> _Work to be completed_: Search the data for "text". Each line containing it is to be copied.

> _Data supplied_:
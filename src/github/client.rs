// src/github/client.rs
// =============================================================================
// A thin GitHub API client on top of reqwest.
//
// Endpoints used:
//   GET  /orgs/{org}/repos                       - organization listing
//   GET  /repos/{owner}/{repo}/contents/{path}   - directory listing OR file
//   POST /graphql                                - tree-traversal queries
//
// The pipelines never talk to GithubClient directly. They are written against
// two small traits (ContentSource and GraphqlExecutor) so the tests can hand
// them an in-memory fake instead of the network.
//
// Rust concepts:
// - async-trait: async fns in traits that can be used as `&dyn Trait`
// - #[serde(untagged)]: one endpoint, two response shapes
// =============================================================================

use async_trait::async_trait;
use base64::{engine::general_purpose::STANDARD, Engine as _};
use reqwest::header::ACCEPT;
use reqwest::{Client, RequestBuilder};
use serde::de::DeserializeOwned;
use serde::{Deserialize, Serialize};
use std::time::Duration;

use crate::config::Config;
use crate::error::{CookbookError, Result};

/// A repository from an organization listing.
#[derive(Debug, Clone, PartialEq, Serialize, Deserialize)]
pub struct Repository {
    pub name: String,
    pub clone_url: String,
}

/// One item of a directory listing from the contents API.
#[derive(Debug, Clone, PartialEq, Deserialize)]
pub struct ContentEntry {
    pub name: String,
    pub path: String,
    /// "file", "dir", "symlink" or "submodule"
    #[serde(rename = "type")]
    pub kind: String,
}

impl ContentEntry {
    pub fn is_dir(&self) -> bool {
        self.kind == "dir"
    }

    pub fn is_file(&self) -> bool {
        self.kind == "file"
    }
}

// The contents endpoint answers with an array for directories and an object
// for files, so we let serde try both shapes.
#[derive(Debug, Deserialize)]
#[serde(untagged)]
enum ContentsResponse {
    Directory(Vec<ContentEntry>),
    File(FileBody),
}

#[derive(Debug, Deserialize)]
struct FileBody {
    #[serde(default)]
    content: Option<String>,
}

/// Read access to repository contents.
#[async_trait]
pub trait ContentSource: Send + Sync {
    async fn list_org_repositories(&self, org: &str) -> Result<Vec<Repository>>;

    async fn list_directory(&self, owner: &str, repo: &str, path: &str) -> Result<Vec<ContentEntry>>;

    /// Returns the decoded UTF-8 text of a single file.
    async fn read_file(&self, owner: &str, repo: &str, path: &str) -> Result<String>;
}

/// Executes a GraphQL query and returns its `data` object.
#[async_trait]
pub trait GraphqlExecutor: Send + Sync {
    async fn execute(&self, query: &str, variables: serde_json::Value) -> Result<serde_json::Value>;
}

pub struct GithubClient {
    http: Client,
    token: String,
    api_url: String,
    graphql_url: String,
}

impl GithubClient {
    /// Builds an authenticated client. Fails with `MissingToken` if the
    /// config carries no credential.
    pub fn from_config(config: &Config) -> Result<Self> {
        let token = config.require_token()?.to_string();

        // GitHub rejects requests without a User-Agent
        let http = Client::builder()
            .user_agent(concat!("tf-cookbook/", env!("CARGO_PKG_VERSION")))
            .timeout(Duration::from_secs(30))
            .build()?;

        Ok(Self {
            http,
            token,
            api_url: config.api_url.clone(),
            graphql_url: config.graphql_url.clone(),
        })
    }

    fn contents_url(&self, owner: &str, repo: &str, path: &str) -> String {
        let path = path.trim_matches('/');
        if path.is_empty() {
            format!("{}/repos/{}/{}/contents", self.api_url, owner, repo)
        } else {
            format!("{}/repos/{}/{}/contents/{}", self.api_url, owner, repo, path)
        }
    }

    async fn send_json<T: DeserializeOwned>(&self, request: RequestBuilder) -> Result<T> {
        let response = request
            .bearer_auth(&self.token)
            .header(ACCEPT, "application/vnd.github+json")
            .send()
            .await?;

        let status = response.status();
        if !status.is_success() {
            let body = response.text().await.unwrap_or_default();
            return Err(CookbookError::Api {
                status: status.as_u16(),
                message: body,
            });
        }

        Ok(response.json::<T>().await?)
    }
}

#[async_trait]
impl ContentSource for GithubClient {
    async fn list_org_repositories(&self, org: &str) -> Result<Vec<Repository>> {
        let url = format!("{}/orgs/{}/repos", self.api_url, org);
        let request = self
            .http
            .get(&url)
            .query(&[("type", "public"), ("per_page", "100")]);

        self.send_json(request).await
    }

    async fn list_directory(&self, owner: &str, repo: &str, path: &str) -> Result<Vec<ContentEntry>> {
        let url = self.contents_url(owner, repo, path);
        match self.send_json::<ContentsResponse>(self.http.get(&url)).await? {
            ContentsResponse::Directory(entries) => Ok(entries),
            ContentsResponse::File(_) => Err(CookbookError::NotADirectory(path.to_string())),
        }
    }

    async fn read_file(&self, owner: &str, repo: &str, path: &str) -> Result<String> {
        let url = self.contents_url(owner, repo, path);
        match self.send_json::<ContentsResponse>(self.http.get(&url)).await? {
            ContentsResponse::File(FileBody { content: Some(content) }) => {
                decode_base64_content(&content)
            }
            _ => Err(CookbookError::NotAFile(path.to_string())),
        }
    }
}

#[async_trait]
impl GraphqlExecutor for GithubClient {
    async fn execute(&self, query: &str, variables: serde_json::Value) -> Result<serde_json::Value> {
        let payload = serde_json::json!({ "query": query, "variables": variables });
        let mut body: serde_json::Value = self
            .send_json(self.http.post(&self.graphql_url).json(&payload))
            .await?;

        if let Some(errors) = body.get("errors").and_then(|e| e.as_array()) {
            if !errors.is_empty() {
                let messages: Vec<&str> = errors
                    .iter()
                    .filter_map(|e| e.get("message").and_then(|m| m.as_str()))
                    .collect();
                return Err(CookbookError::GraphQl(messages.join("; ")));
            }
        }

        match body.get_mut("data") {
            Some(data) if !data.is_null() => Ok(data.take()),
            _ => Err(CookbookError::GraphQl("response carried no data".to_string())),
        }
    }
}

/// Decodes a base64 file body from the contents API.
///
/// GitHub wraps the encoded text at 60 columns, so whitespace is stripped
/// before decoding.
pub fn decode_base64_content(encoded: &str) -> Result<String> {
    let cleaned: String = encoded.chars().filter(|c| !c.is_whitespace()).collect();

    let bytes = STANDARD
        .decode(cleaned.as_bytes())
        .map_err(|e| CookbookError::Decode(e.to_string()))?;

    String::from_utf8(bytes).map_err(|e| CookbookError::Decode(e.to_string()))
}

> _Written reply_:
    /// Returns the decoded UTF-8 text of a single file.
            let body = response.text().await.unwrap_or_default();
/// GitHub wraps the encoded text at 60 columns, so whitespace is stripped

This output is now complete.